He would go on to explain Zhu's theories of society, how for many long dynasties a system of extortion had ruled China and most of the world, and because the land was fecund and the farmers' taxes supportable, the system had endured. Eventually, however, a crisis had come to this system, wherein the rulers had grown so numerous, and the land so depleted, that the taxes they required could not be grown by the farmers; and when it was a choice of starvation or revolt, the farmers had revolted, as they had often before the Long War. 'They did it for their children's sake. We were taught to honour our ancestors, but the tapestry of the generations runs in both directions, and it was the genius of the people to begin to fight for the generations to come – to give up their lives for their children and their children's children. This is the true way to honour your family! And so we had the revolts of the Ming and the early Qing, and similar uprisings were happening all over the world, and eventually things fell apart, and all fought all. And even China, the richest nation on Earth, was devastated. But the necessary work went on. We have to continue that work, and end the tyranny of the rulers, and establish a new world based on the sharing of the world's wealth among all equally. The gold and silver come from the Earth, and the Earth belongs to all of us, just like the air and the water belong to all of us. There can no longer be hierarchies like those that have oppressed us for so long. The fight has to be carried on, and each defeat is simply a necessary defeat in the long march towards our goal.'
Naturally anyone who spent every hour of every day making such speeches, as Kung did, was quickly going to get in serious trouble with the authorities. Beijing, as the capital and biggest manufacturing city, undamaged in the Long War compared to many other cities, was assigned many divisions of the army police, and the walls of the city made it possible for them to close the gates and conduct quarter by quarter searches. It was, after all, the heart of the empire. They could order an entire quarter razed if they wanted to, and more than once they did; shantytowns and even legally allowed districts were bulldozed flat and rebuilt to the standard work unit compound plan, in the effort to rid the city of malcontents. A firebrand like Kung was marked for trouble. And so in the Year 3 I, when he was around seventeen, and Bao fifteen, he left Beijing for the southern provinces, to take the message to the masses, as Zhu Isao had urged him and all the cadres like him to do.

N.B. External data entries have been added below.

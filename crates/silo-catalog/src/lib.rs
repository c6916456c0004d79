//! Local activation catalog — spec §4.4/§4.5/§4.6.
//!
//! [`catalog::Catalog`] owns activation records and is the only thing
//! that creates, invokes, or deactivates them. [`scheduler`] is the
//! per-activation FIFO turn lock each activation gets on creation.
//! [`collector`] is the bucketed time-wheel that finds idle
//! activations for the catalog to reap; it never deactivates anything
//! itself (spec §4.4).

pub mod activation;
pub mod catalog;
pub mod collector;
pub mod scheduler;

pub mod prelude {
    pub use crate::activation::{ActivationRecord, ActivationState, IllegalTransition};
    pub use crate::catalog::Catalog;
    pub use crate::collector::{ActivationCollector, ScanOutcome};
    pub use crate::scheduler::{PerActivationScheduler, SchedulerError, WorkItem};
}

Bao followed along with him. At the time of his departure he took with him a bag containing a pair of silk socks, a pair of blue wool shoes with leather bottoms, a wadded jacket, an old lined jacket, a pair of lined trousers, a pair of unlined trousers, a hand towel, a pair of bamboo chopsticks, an enamel bowl, a toothbrush, and a copy of Zhu's 'Analysis of Chinese Colonialism'.
The next years flew by, and Bao learned a great deal about life and people, and about his friend Kung Jianguo. The riots of Year 33 evolved into a full revolt against the Fifth Military Assemblage, which became a general civil war. The army attempted to keep control of the cities, the revolutionaries scattered into the villages and fields. There they lived by a series of protocols that made them the favourite of the farmers, taking great pains to protect them and their crops and animals, never expropriating their possessions or their food, preferring starvation to theft from the very people they had pledged themselves to liberate.

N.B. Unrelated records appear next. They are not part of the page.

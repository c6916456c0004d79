//! Remote-hop extension point — spec §4.3 routing algorithm, step 3.
//!
//! `silo-directory` never depends on `silo-dispatcher` or
//! `silo-gateway` directly (that would be circular: both of those
//! crates depend on directory lookups). Instead a forwarded request is
//! expressed as a trait object the runtime-wiring crate supplies,
//! mirroring the teacher's `spark-transport-tcp` sitting behind
//! `spark-core`'s channel trait rather than being named by it.

use silo_core::prelude::{ActivationId, Etag, GrainId, SiloAddress};

#[derive(Clone, Debug, PartialEq, Eq, thiserror::Error)]
pub enum ForwardError {
    #[error("remote silo unreachable")]
    Unreachable,
    #[error("forwarded lookup exceeded the hop limit")]
    HopLimitExceeded,
}

#[derive(Clone, Debug, PartialEq, Eq)]
pub struct RemoteLookupResult {
    pub activations: Vec<(SiloAddress, ActivationId)>,
    pub etag: Etag,
}

/// Forwards a directory lookup or registration to the silo that
/// actually owns `grain`'s partition. `hop_count` is the count already
/// accumulated by prior hops; implementations must refuse to forward
/// past `silo_core::protocol::HOP_LIMIT` themselves as a defense in
/// depth, but `LocalGrainDirectory` is the primary enforcement point.
#[async_trait::async_trait]
pub trait DirectoryTransport: Send + Sync {
    async fn forward_lookup(
        &self,
        owner: SiloAddress,
        grain: &GrainId,
        hop_count: u8,
    ) -> Result<RemoteLookupResult, ForwardError>;
}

Every battle in this strange diffuse war had a macabre quality; it seemed like a huge gathering of murders of civilians in their own clothes, no uniforms or big formal battles about it; men, women and children, farmers in the fields, shopkeepers in their doorways, animals; the army was merciless. And yet it went on.

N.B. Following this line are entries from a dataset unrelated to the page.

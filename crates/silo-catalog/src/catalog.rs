//! Catalog — spec §4.5: the owner of local activation records.
//!
//! Grounded in `spark-core/src/router/mod.rs`'s pattern of a
//! `DashMap`-backed registry guarded per-key by a dedicated async
//! mutex for the slow "construct and initialize" path, rather than
//! holding a shard guard across an await.

use std::sync::Arc;

use bytes::Bytes;
use dashmap::DashMap;
use silo_core::prelude::{
    codes, ActivationAddress, ActivationContext, ActivationIdMinter, Attribute, CallContext, CorrelationId, ErrorCategory,
    Grain, GrainFactory, GrainId, GrainKind, MethodId, ObservabilityFacade, Result, RuntimeConfig, ShutdownMode,
    SiloAddress, SiloError, SiloStatus, TaskExecutor, TaskPriority, TimeDriver,
};
use silo_directory::prelude::LocalGrainDirectory;
use silo_directory::prelude::SingleActivationOutcome;
use tokio::sync::Mutex as AsyncMutex;
use tracing::{info, warn};

use crate::activation::{ActivationRecord, ActivationState};
use crate::collector::ActivationCollector;
use crate::scheduler::{PerActivationScheduler, SchedulerError, WorkItem};

struct ActivationEntry {
    record: ActivationRecord,
    scheduler: PerActivationScheduler,
    grain: AsyncMutex<Box<dyn Grain>>,
    kind: GrainKind,
}

/// Local activation table plus the machinery to create, invoke, and
/// tear down activations per spec §4.5.
pub struct Catalog {
    local_silo: SiloAddress,
    activations: DashMap<GrainId, Arc<ActivationEntry>>,
    creation_locks: DashMap<GrainId, Arc<AsyncMutex<()>>>,
    factories: DashMap<std::sync::Arc<str>, Arc<dyn GrainFactory>>,
    directory: Arc<LocalGrainDirectory>,
    collector: Arc<ActivationCollector>,
    executor: Arc<dyn TaskExecutor>,
    clock: Arc<dyn TimeDriver>,
    observability: Arc<dyn ObservabilityFacade>,
    id_minter: ActivationIdMinter,
    config: RuntimeConfig,
    outbound: DashMap<CorrelationId, (SiloAddress, tokio::sync::oneshot::Sender<()>)>,
}

impl Catalog {
    pub fn new(
        local_silo: SiloAddress,
        directory: Arc<LocalGrainDirectory>,
        collector: Arc<ActivationCollector>,
        executor: Arc<dyn TaskExecutor>,
        clock: Arc<dyn TimeDriver>,
        observability: Arc<dyn ObservabilityFacade>,
        config: RuntimeConfig,
    ) -> Self {
        Self {
            local_silo,
            activations: DashMap::new(),
            creation_locks: DashMap::new(),
            factories: DashMap::new(),
            directory,
            collector,
            executor,
            clock,
            observability,
            id_minter: ActivationIdMinter::default(),
            config,
            outbound: DashMap::new(),
        }
    }

    /// Registers an outbound request to `target` under `correlation_id`
    /// so `on_silo_status_change` can cancel it if `target` is declared
    /// dead before a reply arrives (spec §4.5 `OnSiloStatusChange`:
    /// "used to cancel outstanding operations to vanished silos").
    /// The caller must race the returned receiver against its own
    /// response future and call [`Self::untrack_outbound_call`]
    /// once the request settles either way.
    pub fn track_outbound_call(&self, correlation_id: CorrelationId, target: SiloAddress) -> tokio::sync::oneshot::Receiver<()> {
        let (tx, rx) = tokio::sync::oneshot::channel();
        self.outbound.insert(correlation_id, (target, tx));
        rx
    }

    pub fn untrack_outbound_call(&self, correlation_id: CorrelationId) {
        self.outbound.remove(&correlation_id);
    }

    pub fn register_factory(&self, type_name: impl Into<std::sync::Arc<str>>, factory: Arc<dyn GrainFactory>) {
        self.factories.insert(type_name.into(), factory);
    }

    fn existing_valid(&self, grain_id: &GrainId) -> Option<ActivationAddress> {
        self.activations.get(grain_id).and_then(|entry| {
            (entry.record.state() == ActivationState::Valid).then(|| ActivationAddress {
                silo: self.local_silo,
                grain: grain_id.clone(),
                activation: entry.record.activation_id,
            })
        })
    }

    /// Spec §4.5 `GetOrCreateActivation`.
    pub async fn get_or_create_activation(&self, grain_id: &GrainId) -> Result<ActivationAddress> {
        if let Some(addr) = self.existing_valid(grain_id) {
            return Ok(addr);
        }

        let lock = self
            .creation_locks
            .entry(grain_id.clone())
            .or_insert_with(|| Arc::new(AsyncMutex::new(())))
            .clone();
        let _guard = lock.lock().await;

        if let Some(addr) = self.existing_valid(grain_id) {
            return Ok(addr);
        }

        let factory = self
            .factories
            .get(&grain_id.type_name)
            .ok_or_else(|| unknown_grain_type(grain_id))?
            .clone();

        let now = self.clock.now();
        let activation_id = self.id_minter.mint();
        let record = ActivationRecord::new(grain_id.clone(), activation_id, now);

        let registration = self
            .directory
            .register_single_activation(grain_id.clone(), self.local_silo, activation_id, now.0, 0)
            .await;

        let registration = match registration {
            Ok(outcome) => outcome,
            Err(err) => {
                let _ = record.transition(ActivationState::Invalid);
                return Err(err);
            }
        };

        if let SingleActivationOutcome::LostRace { winner } = registration {
            let _ = record.transition(ActivationState::Invalid);
            self.observability.event(
                "activation.creation_lost_race",
                &[Attribute::new("grain", grain_id.to_string())],
            );
            return Ok(ActivationAddress {
                silo: winner.silo,
                grain: grain_id.clone(),
                activation: winner.activation,
            });
        }

        record
            .transition(ActivationState::Activating)
            .map_err(|_| fatal_invariant(grain_id))?;

        let mut grain = factory.create(grain_id);
        let ctx = ActivationContext {
            grain_id,
            activation_id,
        };
        if let Err(err) = grain.on_activate(&ctx).await {
            self.directory.deregister(grain_id, activation_id);
            let _ = record.transition(ActivationState::Invalid);
            warn!(grain = %grain_id, error = %err, "activation init failed");
            return Err(activation_init_failed(grain_id, err));
        }

        record
            .transition(ActivationState::Valid)
            .map_err(|_| fatal_invariant(grain_id))?;

        let kind = grain.kind();
        let scheduler = PerActivationScheduler::spawn(grain.reentrant(), self.executor.as_ref());
        let entry = Arc::new(ActivationEntry {
            record,
            scheduler,
            grain: AsyncMutex::new(grain),
            kind,
        });
        self.activations.insert(grain_id.clone(), entry.clone());

        if kind != GrainKind::System {
            let age_limit = self.config.collection_age_for(&grain_id.type_name).as_millis() as u64;
            self.collector.schedule(activation_id, now, age_limit);
        }

        self.observability
            .event("activation.created", &[Attribute::new("grain", grain_id.to_string())]);

        Ok(ActivationAddress {
            silo: self.local_silo,
            grain: grain_id.clone(),
            activation: activation_id,
        })
    }

    /// Spec §4.5 `Deactivate`.
    pub async fn deactivate(&self, grain_id: &GrainId) -> Result<()> {
        let Some((_, entry)) = self.activations.remove(grain_id) else {
            return Ok(());
        };
        entry
            .record
            .transition(ActivationState::Deactivating)
            .map_err(|_| fatal_invariant(grain_id))?;

        entry
            .scheduler
            .shutdown(ShutdownMode::Drain {
                timeout: std::time::Duration::from_secs(5),
            })
            .await;

        let ctx = ActivationContext {
            grain_id,
            activation_id: entry.record.activation_id,
        };
        {
            let mut grain = entry.grain.lock().await;
            if let Err(err) = grain.on_deactivate(&ctx).await {
                warn!(grain = %grain_id, error = %err, "teardown hook failed during deactivation");
            }
        }

        self.directory.deregister(grain_id, entry.record.activation_id);
        self.collector.try_cancel(entry.record.activation_id, self.clock.now());
        entry
            .record
            .transition(ActivationState::Invalid)
            .map_err(|_| fatal_invariant(grain_id))?;
        self.observability
            .event("activation.deactivated", &[Attribute::new("grain", grain_id.to_string())]);
        Ok(())
    }

    /// Spec §4.5 `OnSiloStatusChange`: scrubs directory entries for the
    /// vanished silo and cancels every outbound call still waiting on
    /// it, rather than letting each one run out its own deadline.
    pub fn on_silo_status_change(&self, silo: SiloAddress, status: SiloStatus) {
        if status == SiloStatus::Dead {
            self.directory.partition().scrub_dead_silo(silo);
            let stale: Vec<CorrelationId> = self
                .outbound
                .iter()
                .filter(|kv| kv.value().0 == silo)
                .map(|kv| *kv.key())
                .collect();
            let cancelled = stale.len();
            for correlation_id in stale {
                if let Some((_, (_, tx))) = self.outbound.remove(&correlation_id) {
                    let _ = tx.send(());
                }
            }
            info!(silo = %silo, cancelled, "scrubbed directory entries and cancelled outstanding calls for dead silo");
        }
    }

    /// Invokes one method on a local activation's scheduler and awaits
    /// its result — spec §4.6 "message ... enqueued on its scheduler",
    /// the execution surface `silo-dispatcher` calls into after the
    /// directory has resolved a target activation.
    pub async fn invoke_activation(
        &self,
        grain_id: &GrainId,
        method: MethodId,
        args: Bytes,
        ctx: CallContext,
    ) -> Result<Bytes> {
        let entry = self
            .activations
            .get(grain_id)
            .map(|e| e.value().clone())
            .ok_or_else(|| nonexistent_activation(grain_id))?;

        entry.record.pending_calls.fetch_add(1, std::sync::atomic::Ordering::Relaxed);
        entry.record.touch(self.clock.now());

        let (tx, rx) = tokio::sync::oneshot::channel();
        let turn_entry = entry.clone();
        let task: silo_core::prelude::BoxFuture<'static, ()> = Box::pin(async move {
            let mut guard = turn_entry.grain.lock().await;
            let result = guard.invoke(method, args, &ctx).await;
            let _ = tx.send(result);
        });
        let priority = if entry.kind == GrainKind::System {
            TaskPriority::System
        } else {
            TaskPriority::Application
        };
        if let Err(err) = entry.scheduler.enqueue(WorkItem::new(priority, task)) {
            entry.record.pending_calls.fetch_sub(1, std::sync::atomic::Ordering::Relaxed);
            return Err(scheduler_error_to_silo(err));
        }

        let result = rx.await.map_err(|_| fatal_invariant(grain_id))?;
        entry.record.pending_calls.fetch_sub(1, std::sync::atomic::Ordering::Relaxed);
        result
    }
}

fn unknown_grain_type(grain_id: &GrainId) -> SiloError {
    SiloError::new(
        codes::ACTIVATION_REJECTED,
        ErrorCategory::ActivationLifecycle,
        format!("no grain factory registered for type {}", grain_id.type_name),
    )
}

fn activation_init_failed(grain_id: &GrainId, cause: SiloError) -> SiloError {
    SiloError::new(
        codes::ACTIVATION_INIT_FAILED,
        ErrorCategory::ActivationLifecycle,
        format!("on_activate failed for {grain_id}: {cause}"),
    )
}

fn fatal_invariant(grain_id: &GrainId) -> SiloError {
    SiloError::new(
        codes::FATAL_INVARIANT_VIOLATION,
        ErrorCategory::Fatal,
        format!("illegal activation state transition observed for {grain_id}"),
    )
}

fn nonexistent_activation(grain_id: &GrainId) -> SiloError {
    SiloError::new(
        codes::NONEXISTENT_ACTIVATION,
        ErrorCategory::CacheInvalidation,
        format!("no local activation for {grain_id}"),
    )
}

fn scheduler_error_to_silo(err: SchedulerError) -> SiloError {
    match err {
        SchedulerError::Closed => SiloError::new(
            codes::NONEXISTENT_ACTIVATION,
            ErrorCategory::CacheInvalidation,
            "activation is deactivating",
        ),
        SchedulerError::ApplicationTurnsStopped => SiloError::new(
            codes::QUEUE_OVERLOADED,
            ErrorCategory::ResourceExhausted,
            "application turns are stopped on this silo",
        ),
    }
}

Kung became a prominent leader at the revolutionary military college in Annan, a college headquartered deep in the gorge of the Brahmaputra, but also spread through every unit of the revolutionary forces, the professors or advisers doing their best to make every encounter with the enemy a kind of education in the field. Soon Kung headed this effort, particularly when it came to the struggle for the urban and coastal work units; he was an endless source of ideas and energy.